Pour le moment, rien ne permet de conclure que les femmes trans ne sont pas biologiquement des hommes. Maintenant, c'est une autre question de savoir quelle importance cela peut avoir. C'est aussi une autre question de savoir quelles décisions on doit prendre socialement pour intégrer les personnes trans, leur permettre de participer à la société et d'avoir une vie heureuse en tenant compte de leur condition. Ce n'est pas parce que ces personnes ne semblent pas avoir une ambiguïté sexuelle qu'on ne doit pas, comme société, leur reconnaître les mêmes droits qu'à tous.

Quant à l'importance que cela peut avoir de se souvenir que ce sont des hommes, il y a des contextes dans lesquels ça a de l'importance. L'exemple le plus flagrant est sans doute la médecine : une femme trans peut avoir un cancer de la prostate alors qu'une femme biologique ne le peut pas. Une femme biologique peut avoir une tumeur au col cervical alors qu'une femme trans ne le peut pas. Une femme biologique peut avoir les responsabilités et les intérêts sexospécifiques qu'implique le fait d'être enceinte, ainsi que la possibilité de tomber enceinte involontairement. Une femme trans ne peut pas tomber enceinte. Cela importe non seulement dans le milieu de la médecine, mais aussi dans la société en général : pour établir l'égalité, il faut tenir compte des besoins de différents groupes dans la population. Être une femelle humaine est un état de fait qui a des implications bien indépendantes du fait de s'identifier subjectivement comme une femme.

Vous remarquerez que je persiste à écrire qu'une femme trans n'est pas une femme biologique : cela suffit pour susciter la controverse et l'indignation dans les milieux militants. Un homme qui est passé par l'hormonothérapie, qui a pris plusieurs mesures pour modifier son corps, a certes quelque chose d'objectif à invoquer pour dire qu'il n'est plus un homme. Mais s'il affirme qu'il n'a jamais été un homme, qu'il a toujours été une femme, ou encore qu'il n'y a aucune différence entre lui et une femme biologique, alors il n'y a rien d'objectif qui lui donne raison. Peut-il demander d'être reconnu légalement comme une femme, et traité comme tel dans les interactions de la vie quotidienne et par les fonctionnaires qui s'occupent de services dans lesquels le sexe du citoyen ne fait aucune différence? Cela paraît à tout le moins raisonnable. Si le sexe compte, comme dans un hôpital, alors cela paraît moins raisonnable. Il n'est pas raisonnable non plus de vouloir empêcher tout le monde de dire qu'il y a une différence entre une femme trans et une femme biologique, ou encore d'empêcher tout le monde de dire "femme menstruée" ou "femme enceinte". Accommoder les minorités ne veut pas dire changer tout le vocabulaire et empêcher les gens d'énoncer des généralités sous prétexte que ce ne serait pas "inclusif".

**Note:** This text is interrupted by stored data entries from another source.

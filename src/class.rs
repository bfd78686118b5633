/*!
  The 3-bit class tag in the low bits of every opcode. The class selects how the
  rest of the opcode byte is interpreted: loads and stores carry a mode and a
  size, arithmetic and jumps carry an operation nibble and a source bit.
*/

use std::convert::TryFrom;

use strum_macros::Display as StrumDisplay;
use num_enum::{TryFromPrimitive, IntoPrimitive};

pub(crate) const CLASS_MASK: u32 = 0x07;

/**
  Operation class of an opcode.

  `Ld` loads immediate values into registers and covers the legacy packet-load
  forms; `LdX` loads memory into registers. `St` stores immediates to memory,
  `StX` stores registers to memory. `ALU` and `ALU64` are 32- and 64-bit
  arithmetic; `Jump` and `Jump32` branch on 64- and 32-bit comparisons.
*/
#[derive(
  StrumDisplay, TryFromPrimitive, IntoPrimitive,
  Clone,        Copy,             Eq,            PartialEq, Debug, Hash
)]
#[repr(u8)]
pub enum Class {
  Ld     = 0x00,
  LdX    = 0x01,
  St     = 0x02,
  StX    = 0x03,
  ALU    = 0x04,
  Jump   = 0x05,
  Jump32 = 0x06,
  ALU64  = 0x07,
}

impl Class {

  /// Decodes the class from the low bits of an opcode. Total, since every
  /// 3-bit pattern names a class.
  pub(crate) fn from_bits(bits: u32) -> Class {
    match Class::try_from((bits & CLASS_MASK) as u8) {
      Ok(class) => class,
      Err(_)    => unreachable!(),
    }
  }

  pub fn is_load(&self) -> bool {
    *self == Class::Ld || *self == Class::LdX
  }

  pub fn is_store(&self) -> bool {
    *self == Class::St || *self == Class::StX
  }

  pub fn is_load_or_store(&self) -> bool {
    self.is_load() || self.is_store()
  }

  pub fn is_alu(&self) -> bool {
    *self == Class::ALU || *self == Class::ALU64
  }

  pub fn is_jump(&self) -> bool {
    *self == Class::Jump || *self == Class::Jump32
  }

  pub fn is_jump_or_alu(&self) -> bool {
    self.is_jump() || self.is_alu()
  }
}


#[cfg(test)]
mod tests {
  use super::*;

  #[test]
  fn encodings_are_the_kernel_values() {
    assert_eq!(u8::from(Class::Ld),     0x00);
    assert_eq!(u8::from(Class::LdX),    0x01);
    assert_eq!(u8::from(Class::St),     0x02);
    assert_eq!(u8::from(Class::StX),    0x03);
    assert_eq!(u8::from(Class::ALU),    0x04);
    assert_eq!(u8::from(Class::Jump),   0x05);
    assert_eq!(u8::from(Class::Jump32), 0x06);
    assert_eq!(u8::from(Class::ALU64),  0x07);
  }

  #[test]
  fn every_three_bit_pattern_decodes() {
    for bits in 0u32..8 {
      let class = Class::from_bits(bits);
      assert_eq!(u8::from(class) as u32, bits);
    }
    // Bits above the mask are ignored.
    assert_eq!(Class::from_bits(0x61), Class::LdX);
    assert_eq!(Class::from_bits(0xffff), Class::ALU64);
  }

  #[test]
  fn category_predicates() {
    assert!(Class::Ld.is_load());
    assert!(Class::LdX.is_load());
    assert!(!Class::St.is_load());

    assert!(Class::St.is_store());
    assert!(Class::StX.is_store());
    assert!(!Class::LdX.is_store());

    for class in [Class::Ld, Class::LdX, Class::St, Class::StX] {
      assert!(class.is_load_or_store());
      assert!(!class.is_jump_or_alu());
    }

    for class in [Class::ALU, Class::ALU64] {
      assert!(class.is_alu());
      assert!(!class.is_jump());
      assert!(class.is_jump_or_alu());
    }

    for class in [Class::Jump, Class::Jump32] {
      assert!(class.is_jump());
      assert!(!class.is_alu());
      assert!(class.is_jump_or_alu());
    }
  }
}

Si ceux qui affirment que le refus catégorique de reconnaître que les trans vivent quelque chose de particulier est une position exagérée, motivée plutôt par le militantisme ou par l'idéologie que par la réalité, ont raison, il en va de même pour ceux qui voudraient engager la société au complet à prétendre que les humains ne sont pas, pour la plupart d'entre eux, objectivement d'un sexe ou de l'autre, et que cela a des implications qui ne dépendent pas de l'identité subjective de chacun. Pour le formuler autrement : n'accorder d'importance qu'au sexe est sans doute une vision obtuse, mais n'accorder d'importance qu'à ce qu'on appelle l'identité de genre l'est tout autant.